The young fathers that Polycarp represents appear to be navigating this crisis differently. They are talking about fatherhood loudly, with their chests. They are using art to make sense of it and writing their own stories about the ongoing pandemic. They have simply refused to turn to despair.

I wish our parents had been open to the power of the arts in a crisis.

I hear more young Kenyan men talking about the kind of fathers they would like to be, moving away from the previous standard of exaggerated machismo to one of conscious parenting. It is true what they say: Hurting people, hurt people. One has to be willing to break the cycle.

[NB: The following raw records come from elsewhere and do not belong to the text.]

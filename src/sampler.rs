//! Weighted random draws for the "surprise me" action.
//!
//! Three uniform draws are averaged, which piles the result up around the
//! middle, and the average is then remapped piecewise-linearly so the middle
//! band lands inside a caller-chosen favor zone.

use rand::Rng;
use serde::{Deserialize, Serialize};

use crate::sliders::{SliderKind, SliderState};

/// Returns a value in `[min, max]` that falls inside `[favor_min, favor_max]` most of the time.
pub fn weighted_random<R: Rng + ?Sized>(
    rng: &mut R,
    min: f64,
    max: f64,
    favor_min: f64,
    favor_max: f64,
) -> f64 {
    let avg = (rng.gen::<f64>() + rng.gen::<f64>() + rng.gen::<f64>()) / 3.0;
    remap(avg, min, max, favor_min, favor_max)
}

pub fn weighted_random_int<R: Rng + ?Sized>(
    rng: &mut R,
    min: f64,
    max: f64,
    favor_min: f64,
    favor_max: f64,
) -> i64 {
    weighted_random(rng, min, max, favor_min, favor_max).round() as i64
}

/// Maps `avg` in `[0, 1]` onto `[min, max]` with the favor zone stretched over the middle band.
fn remap(avg: f64, min: f64, max: f64, favor_min: f64, favor_max: f64) -> f64 {
    let range = max - min;
    let favor_start = (favor_min - min) / range;
    let favor_end = (favor_max - min) / range;

    let value = if avg < favor_start {
        min + (avg / favor_start) * (favor_min - min)
    } else if avg > favor_end {
        favor_max + ((avg - favor_end) / (1.0 - favor_end)) * (max - favor_max)
    } else if favor_end > favor_start {
        favor_min + ((avg - favor_start) / (favor_end - favor_start)) * (favor_max - favor_min)
    } else {
        favor_min
    };

    value.max(min).min(max)
}

/// Sub-range of a slider that surprise draws land in most often.
#[derive(Debug, Clone, Copy, PartialEq, Serialize, Deserialize)]
pub struct FavorZone {
    pub low: f64,
    pub high: f64,
}

impl FavorZone {
    pub const fn new(low: f64, high: f64) -> Self {
        Self { low, high }
    }
}

/// One favor zone per slider.
#[derive(Debug, Clone, Copy, PartialEq, Serialize, Deserialize)]
#[serde(default)]
pub struct SurpriseZones {
    pub length: FavorZone,
    pub force: FavorZone,
    pub wetness: FavorZone,
    pub loudness: FavorZone,
    pub pitch: FavorZone,
}

impl Default for SurpriseZones {
    fn default() -> Self {
        Self {
            length: FavorZone::new(0.5, 2.0),
            force: FavorZone::new(3.0, 7.0),
            wetness: FavorZone::new(2.0, 6.0),
            loudness: FavorZone::new(50.0, 90.0),
            pitch: FavorZone::new(100.0, 200.0),
        }
    }
}

impl SurpriseZones {
    pub fn zone(&self, kind: SliderKind) -> FavorZone {
        match kind {
            SliderKind::Length => self.length,
            SliderKind::Force => self.force,
            SliderKind::Wetness => self.wetness,
            SliderKind::Loudness => self.loudness,
            SliderKind::Pitch => self.pitch,
        }
    }

    /// Picks all five sliders at once.
    ///
    /// Length is rounded to one decimal before it is stored, so the value that
    /// is displayed is also the value that plays.
    pub fn draw<R: Rng + ?Sized>(&self, rng: &mut R) -> SliderState {
        let mut sliders = SliderState::default();
        for kind in SliderKind::ALL {
            let range = kind.range();
            let zone = self.zone(kind);
            let value = match kind {
                SliderKind::Length => {
                    let raw = weighted_random(rng, range.min, range.max, zone.low, zone.high);
                    (raw * 10.0).round() / 10.0
                }
                _ => weighted_random_int(rng, range.min, range.max, zone.low, zone.high) as f64,
            };
            sliders.set(kind, value);
        }
        sliders
    }
}
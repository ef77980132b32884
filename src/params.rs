//! Slider values to synthesis coefficients.
//!
//! Every mapper is a pure function of one slider. Inputs come from range
//! controls that already clamp them, so nothing here validates.

use crate::sliders::SliderState;

/// Volume used for a loudness of zero.
pub const SILENCE_DB: f64 = f64::NEG_INFINITY;

/// Coefficients derived from the force slider.
#[derive(Debug, Clone, Copy, PartialEq)]
pub struct ForceParams {
    /// FM modulation depth in Hz (50-350).
    pub fm_depth: f64,
    /// FM modulation rate in Hz (3-23).
    pub fm_frequency: f64,
    /// Distortion amount (0.1-1.0).
    pub distortion: f64,
    pub envelope_multiplier: f64,
}

/// Coefficients derived from the wetness slider.
#[derive(Debug, Clone, Copy, PartialEq)]
pub struct WetnessParams {
    /// Noise level (0-0.15). Zero removes the noise branch entirely.
    pub noise_amplitude: f64,
    /// Bursts per second (0-20).
    pub burst_frequency: f64,
    /// Total bursts over the sound (0-15).
    pub burst_count: u32,
    /// Bandpass center for the noise branch in Hz (800-2800).
    pub filter_frequency: f64,
}

#[inline]
pub fn length_to_seconds(length: f64) -> f64 {
    length
}

pub fn force_to_modulation(force: u8) -> ForceParams {
    let force = force as f64;
    ForceParams {
        fm_depth: 50.0 + force * 30.0,
        fm_frequency: 3.0 + force * 2.0,
        distortion: force * 0.1,
        envelope_multiplier: 0.5 + force * 0.05,
    }
}

pub fn wetness_to_noise(wetness: u8) -> WetnessParams {
    let wetness = wetness as f64;
    WetnessParams {
        noise_amplitude: wetness * 0.015,
        burst_frequency: wetness * 2.0,
        burst_count: (wetness * 1.5).floor() as u32,
        filter_frequency: 800.0 + wetness * 200.0,
    }
}

/// Loudness percentage to decibels: 0 is silence, 1..=100 maps linearly onto -40..=0 dB.
pub fn loudness_to_volume(loudness: u8) -> f64 {
    if loudness == 0 {
        return SILENCE_DB;
    }
    -40.0 + loudness as f64 * 0.4
}

#[inline]
pub fn pitch_to_frequency(pitch: u16) -> f64 {
    pitch as f64
}

/// Everything one play needs, computed from the sliders at the moment of the request.
#[derive(Debug, Clone, Copy, PartialEq)]
pub struct MappedParameters {
    /// Seconds.
    pub length: f64,
    pub force: ForceParams,
    pub wetness: WetnessParams,
    /// Master volume in dB.
    pub volume: f64,
    /// Base frequency in Hz.
    pub pitch: f64,
}

impl MappedParameters {
    pub fn from_sliders(sliders: &SliderState) -> Self {
        Self {
            length: length_to_seconds(sliders.length),
            force: force_to_modulation(sliders.force),
            wetness: wetness_to_noise(sliders.wetness),
            volume: loudness_to_volume(sliders.loudness),
            pitch: pitch_to_frequency(sliders.pitch),
        }
    }

    pub fn has_noise(&self) -> bool {
        self.wetness.noise_amplitude > 0.0
    }
}
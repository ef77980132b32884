//! What the controller drives on the page.

use crate::sliders::SliderReadout;

/// Message shown when a play attempt fails.
pub const PLAY_FAILED_MESSAGE: &str =
    "Sorry, there was an error generating the sound. Please try again.";

pub trait ControlSurface {
    /// Disables both trigger buttons and shows the "playing" label while `busy`.
    fn set_busy(&mut self, busy: bool);

    /// Updates a slider's position, value label and fill.
    fn show_slider(&mut self, readout: &SliderReadout);

    /// Blocking user notification.
    fn notify_error(&mut self, message: &str);
}

/// Surface that keeps what it was told, for tests and headless hosts.
#[derive(Debug, Default)]
pub struct RecordingSurface {
    pub busy: bool,
    /// Every busy flag change, in order.
    pub busy_changes: Vec<bool>,
    pub readouts: Vec<SliderReadout>,
    pub errors: Vec<String>,
}

impl RecordingSurface {
    pub fn new() -> Self {
        Self::default()
    }
}

impl ControlSurface for RecordingSurface {
    fn set_busy(&mut self, busy: bool) {
        self.busy = busy;
        self.busy_changes.push(busy);
    }

    fn show_slider(&mut self, readout: &SliderReadout) {
        self.readouts.push(readout.clone());
    }

    fn notify_error(&mut self, message: &str) {
        self.errors.push(message.to_string());
    }
}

This generation of babies born during the coronavirus pandemic will have to unearth the stories of grandparents and parents who died suddenly and were hurriedly carted away in body bags to be disposed of as potential biohazards by men wearing protective hazmat suits.

I wish our parents had been open to the power of the arts in a crisis.

Unlike in the AIDS era, this should not be the single story of the pandemic. Young people should continue to re-imagine their worlds and paint them in radiant colours.

Polycarp Otieno seems to embody Mother Teresa’s enduring message,

“If you want to change the world, go home and love your family.”

I know that I too have to navigate this epoch differently as I prepare my children to meet the future. One that is bound to be occupied by new variants, lockdown syndromes, pandemic exhaustion, vaccine boosters, racial profiling, testing and death.

But I remain hopeful, because our artists are not sleeping through the pandemic.